Porque lo cierto es que, privados de nuestra dimensión espacial y urbana, la ciudadanía se ejerce ahora en las redes sociales, el único canal disponible para socializamos, para encontrarnos y hablar con los otros. Facebook, Twitter o Instagram son en estos momentos nuestra calle, plaza o bar. Nada sustituye a las redes sociales en esa función socializadora: ni la televisión (unidireccional) ni el teléfono, que reservamos para la familia y el trabajo. A través de esas mismas redes nos hemos convocado a aplaudir cada noche desde nuestros balcones, como faros sonoros que parecen emitir señales desde un pasado al que queremos volver. Durante ese cuarto de hora, el consumo de datos baja un 10% en todo el país, para repuntar justo después, porque compartir el aplauso es tan importante como aplaudir. En España, el uso de Twitter en marzo casi se ha duplicado, mientras el resto de redes sociales aumenta en torno al 20%. #Covid19 y #coronavirus se han convertido en los dos hashtags más utilizados, superando los cinco millones de menciones entre los dos. #yomequedoencasa y #quedateencasa van detrás. Estas son las calles por las que ahora transitamos y en las que nos encontramos. Un análisis detallado de contenidos, realizado por Sigma Dos desde que comenzó la pandemia, parece indicar que, superada la fase inicial del impacto de la noticia, los españoles estamos utilizando las redes más para compartir la experiencia humana del confinamiento que para buscar información, algo que sí reservamos a los medios de comunicación tradicionales, que emergen como fuentes fiables en un entorno de ansiedad.

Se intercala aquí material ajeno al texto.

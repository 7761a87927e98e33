//! Database connection and initialization.

use std::collections::HashSet;

use common::DatabaseConfig;
use sea_orm::{ConnectOptions, Database as SeaDatabase, DatabaseConnection, DbErr, EntityTrait};
use sea_orm_migration::{seaql_migrations, MigratorTrait};

use super::migrations::Migrator;

/// Pooled connection to the user store, plus schema management.
#[derive(Clone)]
pub struct Database {
    connection: DatabaseConnection,
}

impl Database {
    /// Open the pool and bring the schema up to date.
    pub async fn connect(config: &DatabaseConfig) -> Result<Self, DbErr> {
        let db = Self::connect_without_migrations(config).await?;
        db.run_migrations().await?;
        tracing::info!("Database connected and migrations applied");
        Ok(db)
    }

    /// Open the pool only. Used by the `migrate` subcommands.
    pub async fn connect_without_migrations(config: &DatabaseConfig) -> Result<Self, DbErr> {
        let mut options = ConnectOptions::new(config.url.clone());
        options
            .max_connections(config.max_connections)
            .min_connections(config.min_connections)
            .sqlx_logging(false);

        let connection = SeaDatabase::connect(options).await?;
        tracing::debug!(
            max_connections = config.max_connections,
            "Database pool opened"
        );
        Ok(Self { connection })
    }

    /// Connection handle for repositories; clones share the pool.
    pub fn get_connection(&self) -> DatabaseConnection {
        self.connection.clone()
    }

    pub async fn run_migrations(&self) -> Result<(), DbErr> {
        Migrator::up(&self.connection, None).await
    }

    /// Undo the most recent migration.
    pub async fn rollback_migration(&self) -> Result<(), DbErr> {
        Migrator::down(&self.connection, Some(1)).await
    }

    /// Every known migration name, in order, paired with whether it is applied.
    pub async fn migration_status(&self) -> Result<Vec<(String, bool)>, DbErr> {
        let applied: HashSet<String> = seaql_migrations::Entity::find()
            .all(&self.connection)
            .await?
            .into_iter()
            .map(|row| row.version)
            .collect();

        Ok(Migrator::migrations()
            .iter()
            .map(|m| (m.name().to_string(), applied.contains(m.name())))
            .collect())
    }

    /// Drop all tables and reapply every migration.
    pub async fn fresh_migrations(&self) -> Result<(), DbErr> {
        Migrator::fresh(&self.connection).await
    }

    pub async fn ping(&self) -> Result<(), DbErr> {
        self.connection.ping().await
    }
}
//! User service - Handles user-related use cases.
//!
//! Each use case is a straight pipeline: build value objects, check
//! uniqueness, mutate or create the entity, then write once through the
//! repository. A failure at any step leaves storage untouched.

use async_trait::async_trait;
use std::sync::Arc;
use tracing::info;

use common::{AppResult, OptionExt};
use domain::{Email, User, UserId, UserName};

use crate::repository::UserRepository;
use crate::service::UserDuplicationChecker;

/// User service trait for dependency injection.
#[async_trait]
pub trait UserService: Send + Sync {
    /// Register a new user and return its generated id
    async fn register_user(&self, name: &str, email: &str) -> AppResult<UserId>;

    /// Change name and/or email. `None` leaves the field as it is.
    async fn update_user(&self, id: &str, name: Option<&str>, email: Option<&str>)
        -> AppResult<()>;

    /// Get user by ID, `None` if no such user exists
    async fn get_user(&self, id: &str) -> AppResult<Option<User>>;

    /// List all users
    async fn get_all_users(&self) -> AppResult<Vec<User>>;

    /// Delete user by ID
    async fn delete_user(&self, id: &str) -> AppResult<()>;
}

/// Concrete implementation of UserService using repository.
pub struct UserManager {
    repo: Arc<dyn UserRepository>,
    duplication: UserDuplicationChecker,
}

impl UserManager {
    /// Create new user service instance with repository
    pub fn new(repo: Arc<dyn UserRepository>) -> Self {
        let duplication = UserDuplicationChecker::new(repo.clone());
        Self { repo, duplication }
    }
}

#[async_trait]
impl UserService for UserManager {
    async fn register_user(&self, name: &str, email: &str) -> AppResult<UserId> {
        let name = UserName::new(name)?;
        let email = Email::new(email)?;

        self.duplication.check_name_duplication(&name).await?;
        self.duplication.check_email_duplication(&email).await?;

        let user = User::create(name, email);
        self.repo.save(&user).await?;

        info!(user_id = %user.id(), name = %user.name(), "User registered");
        Ok(user.id().clone())
    }

    async fn update_user(
        &self,
        id: &str,
        name: Option<&str>,
        email: Option<&str>,
    ) -> AppResult<()> {
        let id = UserId::new(id)?;
        let mut user = self.repo.find_by_id(&id).await?.ok_or_not_found()?;

        // Only values that differ from the current ones are rebuilt.
        if let Some(name) = name {
            if name != user.name().as_str() {
                user.change_name(UserName::new(name)?);
            }
        }
        if let Some(email) = email {
            if email != user.email().as_str() {
                user.change_email(Email::new(email)?);
            }
        }

        self.duplication.check_duplication_for_update(&user).await?;
        self.repo.save(&user).await?;

        info!(user_id = %user.id(), "User updated");
        Ok(())
    }

    async fn get_user(&self, id: &str) -> AppResult<Option<User>> {
        let id = UserId::new(id)?;
        self.repo.find_by_id(&id).await
    }

    async fn get_all_users(&self) -> AppResult<Vec<User>> {
        self.repo.find_all().await
    }

    async fn delete_user(&self, id: &str) -> AppResult<()> {
        let id = UserId::new(id)?;
        self.repo.find_by_id(&id).await?.ok_or_not_found()?;

        self.repo.delete(&id).await?;

        info!(user_id = %id, "User deleted");
        Ok(())
    }
}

Esta intermediación tecnológica de la realidad social siempre ha suscitado recelos. Los tecnófobos (apocalípticos, que diría Umberto Eco) nos alertan de que las tecnologías de la comunicación no configuran la realidad, sino que son una fábula (o relato) que nos empuja a una experiencia no auténtica. Cabe oponer que el mito de la técnica deshumanizante es también una fábula. Nunca ha existido una experiencia sin técnica, verdadero marco de toda vivencia humana. ¿Qué son la calle, la plaza o el bar, sino técnicas sociales surgidas en un momento determinado ante un tipo de configuración social concreta?

Vivir en las redes no es vivir una realidad inauténtica. Vivimos, sencillamente, en otra realidad tan real como la anterior. Aunque diferente, eso sí. Estamos en tránsito. Es aquí donde emerge el nuevo hombre red. Cabe plantearse si el ciudadano postCovid será diferente al de antes. ¿Estamos ante el renacer del mito de un ciudadano-español Prometeo, mejorado, más sociable y humanista, o frente a un nuevo Robinson Crusoe individualista y autosuficiente, solo relacionado con el mundo digitalmente desde la isla de su habitáculo? Son solo dos entre las muchas opciones. La respuesta la encontraremos en el océano de las redes. Y en nosotros mismos.

Antonio Asencio es director de comunicación y estrategia de Sigma Dos.